Print exactly those lines that run from the beginning of the data to the line bearing "use axum::response::IntoResponse;", inclusive.

Given records —
++++++

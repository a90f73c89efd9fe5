use axum::debug_handler;
use axum::extract::{
    Json as ExtractJson, Path as ExtractPath, Query as ExtractQuery, State as ExtractState,
};
use axum::http::StatusCode as HttpStatusCode;
use axum::response::IntoResponse;

use crate::api::web::dto::{
    OrderDetailRowDto, OrderDetailSaveReqDto, OrderDetailSaveRespDto, PageQueryDto, PagedRespDto,
    SimpleRespDto,
};
use crate::api::web::{json_content_type, render};
use crate::logging::{app_log_event, AppLogLevel};
use crate::model::{OrderDetailModel, PageWindow};
use crate::repository::app_repo_order_detail;
use crate::usecase::{
    DeleteOrderDetailUseCase, ListOrderDetailUseCase, OrderDetailDeleteUcOutput,
    OrderDetailListUcOutput, OrderDetailSaveUcOutput, SaveOrderDetailUseCase,
};
use crate::{AppAuthedClaim, AppSharedState};

// always to specify state type explicitly to the debug macro
#[debug_handler(state = AppSharedState)]
pub(super) async fn save_handler(
    authed: AppAuthedClaim,
    ExtractState(_appstate): ExtractState<AppSharedState>,
    ExtractJson(req_body): ExtractJson<OrderDetailSaveReqDto>,
) -> impl IntoResponse {
    let log_ctx = _appstate.log_context().clone();
    let (usr_id, client_addr) = (authed.profile, authed.client_addr.clone());
    let (status, resp_body) = match app_repo_order_detail(_appstate.datastore()) {
        Ok(repo) => {
            let uc = SaveOrderDetailUseCase {
                repo,
                authed_claim: authed,
                logctx: log_ctx.clone(),
            };
            let data = OrderDetailModel {
                detail_id: req_body.detail_id.unwrap_or(0),
                order_id: req_body.order_id,
                product_id: req_body.product_id,
                quantity: req_body.quantity,
                unit_price: req_body.unit_price,
                batch_number: req_body.batch_number,
                expiry: req_body.expiry,
                remark: req_body.remark,
            };
            match uc.execute(data).await {
                Ok(output) => {
                    let (code, success, message, detail_id) = match output {
                        OrderDetailSaveUcOutput::Saved { detail_id } => (
                            HttpStatusCode::OK,
                            true,
                            "saved outbound order detail",
                            detail_id,
                        ),
                        OrderDetailSaveUcOutput::InvalidOrderId => (
                            HttpStatusCode::BAD_REQUEST,
                            false,
                            "invalid outbound-order id",
                            0,
                        ),
                        OrderDetailSaveUcOutput::InvalidProductId => {
                            (HttpStatusCode::BAD_REQUEST, false, "invalid product id", 0)
                        }
                        OrderDetailSaveUcOutput::NonPositiveQuantity => (
                            HttpStatusCode::BAD_REQUEST,
                            false,
                            "quantity must be greater than zero",
                            0,
                        ),
                        OrderDetailSaveUcOutput::OrderApproved => (
                            HttpStatusCode::CONFLICT,
                            false,
                            "order already approved, detail cannot be modified",
                            0,
                        ),
                    };
                    let resp = OrderDetailSaveRespDto {
                        success,
                        message: message.to_string(),
                        detail_id,
                    };
                    render(code, &resp)
                }
                Err(e) => {
                    app_log_event!(
                        log_ctx,
                        AppLogLevel::ERROR,
                        "save outbound detail failure, user:{}, addr:{:?}, reason:{}",
                        usr_id,
                        client_addr,
                        e
                    );
                    let resp = OrderDetailSaveRespDto {
                        success: false,
                        message: format!("failed to save outbound order detail: {}", e),
                        detail_id: 0,
                    };
                    render(HttpStatusCode::INTERNAL_SERVER_ERROR, &resp)
                }
            }
        }
        Err(e) => {
            app_log_event!(
                log_ctx,
                AppLogLevel::ERROR,
                "repository init failure, user:{}, reason:{}",
                usr_id,
                e
            );
            (
                HttpStatusCode::INTERNAL_SERVER_ERROR,
                r#"{"reason":"internal-error"}"#.to_string(),
            )
        }
    };
    (status, json_content_type(), resp_body)
} // end of fn save_handler

#[debug_handler(state = AppSharedState)]
pub(super) async fn delete_handler(
    ExtractPath(detail_id): ExtractPath<u64>,
    authed: AppAuthedClaim,
    ExtractState(_appstate): ExtractState<AppSharedState>,
) -> impl IntoResponse {
    let log_ctx = _appstate.log_context().clone();
    let (usr_id, client_addr) = (authed.profile, authed.client_addr.clone());
    let (status, resp_body) = match app_repo_order_detail(_appstate.datastore()) {
        Ok(repo) => {
            let uc = DeleteOrderDetailUseCase {
                repo,
                authed_claim: authed,
                logctx: log_ctx.clone(),
            };
            match uc.execute(detail_id).await {
                Ok(output) => {
                    let (code, success, message) = match output {
                        OrderDetailDeleteUcOutput::Deleted => {
                            (HttpStatusCode::OK, true, "deleted")
                        }
                        OrderDetailDeleteUcOutput::InvalidDetailId => {
                            (HttpStatusCode::BAD_REQUEST, false, "invalid detail id")
                        }
                        OrderDetailDeleteUcOutput::DetailNotFound => (
                            HttpStatusCode::NOT_FOUND,
                            false,
                            "detail record not found",
                        ),
                        OrderDetailDeleteUcOutput::OrderApproved => (
                            HttpStatusCode::CONFLICT,
                            false,
                            "order already approved, detail cannot be deleted",
                        ),
                    };
                    let resp = SimpleRespDto {
                        success,
                        message: message.to_string(),
                    };
                    render(code, &resp)
                }
                Err(e) => {
                    app_log_event!(
                        log_ctx,
                        AppLogLevel::ERROR,
                        "delete outbound detail failure, detail:{}, user:{}, addr:{:?}, reason:{}",
                        detail_id,
                        usr_id,
                        client_addr,
                        e
                    );
                    let resp = SimpleRespDto {
                        success: false,
                        message: format!("failed to delete outbound order detail: {}", e),
                    };
                    render(HttpStatusCode::INTERNAL_SERVER_ERROR, &resp)
                }
            }
        }
        Err(e) => {
            app_log_event!(
                log_ctx,
                AppLogLevel::ERROR,
                "repository init failure, user:{}, reason:{}",
                usr_id,
                e
            );
            (
                HttpStatusCode::INTERNAL_SERVER_ERROR,
                r#"{"reason":"internal-error"}"#.to_string(),
            )
        }
    };
    (status, json_content_type(), resp_body)
} // end of fn delete_handler

#[debug_handler(state = AppSharedState)]
pub(super) async fn list_handler(
    ExtractPath(order_id): ExtractPath<u64>,
    ExtractQuery(page_req): ExtractQuery<PageQueryDto>,
    authed: AppAuthedClaim,
    ExtractState(_appstate): ExtractState<AppSharedState>,
) -> impl IntoResponse {
    let log_ctx = _appstate.log_context().clone();
    let usr_id = authed.profile;
    let (status, resp_body) = match app_repo_order_detail(_appstate.datastore()) {
        Ok(repo) => {
            let uc = ListOrderDetailUseCase {
                repo,
                logctx: log_ctx.clone(),
            };
            let page = PageWindow::new(page_req.page_index, page_req.page_size);
            match uc.execute(order_id, page).await {
                Ok(OrderDetailListUcOutput::Listed { total, items }) => {
                    let resp = PagedRespDto::<OrderDetailRowDto> {
                        success: true,
                        message: "query succeeded".to_string(),
                        total,
                        data: items.into_iter().map(OrderDetailRowDto::from).collect(),
                    };
                    render(HttpStatusCode::OK, &resp)
                }
                Ok(OrderDetailListUcOutput::InvalidOrderId) => {
                    let resp = PagedRespDto::<OrderDetailRowDto> {
                        success: false,
                        message: "invalid outbound-order id".to_string(),
                        total: 0,
                        data: Vec::new(),
                    };
                    render(HttpStatusCode::BAD_REQUEST, &resp)
                }
                Err(e) => {
                    app_log_event!(
                        log_ctx,
                        AppLogLevel::ERROR,
                        "list outbound details failure, order:{}, user:{}, reason:{}",
                        order_id,
                        usr_id,
                        e
                    );
                    let resp = PagedRespDto::<OrderDetailRowDto> {
                        success: false,
                        message: format!("failed to query outbound order details: {}", e),
                        total: 0,
                        data: Vec::new(),
                    };
                    render(HttpStatusCode::INTERNAL_SERVER_ERROR, &resp)
                }
            }
        }
        Err(e) => {
            app_log_event!(
                log_ctx,
                AppLogLevel::ERROR,
                "repository init failure, user:{}, reason:{}",
                usr_id,
                e
            );
            (
                HttpStatusCode::INTERNAL_SERVER_ERROR,
                r#"{"reason":"internal-error"}"#.to_string(),
            )
        }
    };
    (status, json_content_type(), resp_body)
} // end of fn list_handler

++++++

Task solution —
repository a90f73c89efd9fe5
use axum::debug_handler;
use axum::extract::{
    Json as ExtractJson, Path as ExtractPath, Query as ExtractQuery, State as ExtractState,
};
use axum::http::StatusCode as HttpStatusCode;
use axum::response::IntoResponse;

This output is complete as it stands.